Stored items

__________

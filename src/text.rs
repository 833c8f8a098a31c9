//! Text normalization shared by extraction, matching, and the paste-box format

/// Separator between answer parts in the paste-box / display format
pub const PART_SEPARATOR: &str = " || ";

/// Bare separator recognised when splitting pasted text
const SPLIT_MARKER: &str = "||";

/// Trim and strip non-breaking and zero-width characters
pub fn clean_text(text: &str) -> String {
    text.chars()
        .filter(|c| !matches!(c, '\u{200B}' | '\u{FEFF}'))
        .map(|c| if c == '\u{00A0}' { ' ' } else { c })
        .collect::<String>()
        .trim()
        .to_string()
}

/// `clean_text` followed by collapsing whitespace runs into single spaces
pub fn clean_collapsed(text: &str) -> String {
    clean_text(text).split_whitespace().collect::<Vec<_>>().join(" ")
}

/// Join parts into the canonical serialization
pub fn join_parts<S: AsRef<str>>(parts: &[S]) -> String {
    parts.iter().map(|p| p.as_ref()).collect::<Vec<_>>().join(PART_SEPARATOR)
}

/// Split pasted text on the part separator, dropping empty pieces
pub fn split_parts(text: &str) -> Vec<String> {
    text.split(SPLIT_MARKER)
        .map(clean_text)
        .filter(|part| !part.is_empty())
        .collect()
}

/// Whether the text contains the part separator
pub fn has_separator(text: &str) -> bool {
    text.contains(SPLIT_MARKER)
}

/// Tokens of pasted drag-drop answers: separator-split when present, else whitespace-split
pub fn answer_tokens(text: &str) -> Vec<String> {
    if has_separator(text) {
        split_parts(text)
    } else {
        text.split_whitespace().map(clean_text).filter(|t| !t.is_empty()).collect()
    }
}

/// Whether the string is a non-empty run of ASCII digits
pub fn is_numeric(text: &str) -> bool {
    !text.is_empty() && text.chars().all(|c| c.is_ascii_digit())
}

/// Keep only ASCII digits
pub fn digits_only(text: &str) -> String {
    text.chars().filter(|c| c.is_ascii_digit()).collect()
}

/// Truncate to at most `max` characters without splitting a code point
pub fn truncate_chars(text: &str, max: usize) -> String {
    text.chars().take(max).collect()
}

__________

*Your goal*: Only certain lines are wanted. Please return exactly those from the top of the data through the line with "const SPLIT_MARKER: &str".

*Solution to the problem*:
filename src/text.rs
repository 833c8f8a098a31c9
//! Text normalization shared by extraction, matching, and the paste-box format

/// Separator between answer parts in the paste-box / display format
pub const PART_SEPARATOR: &str = " || ";

/// Bare separator recognised when splitting pasted text
const SPLIT_MARKER: &str = "||";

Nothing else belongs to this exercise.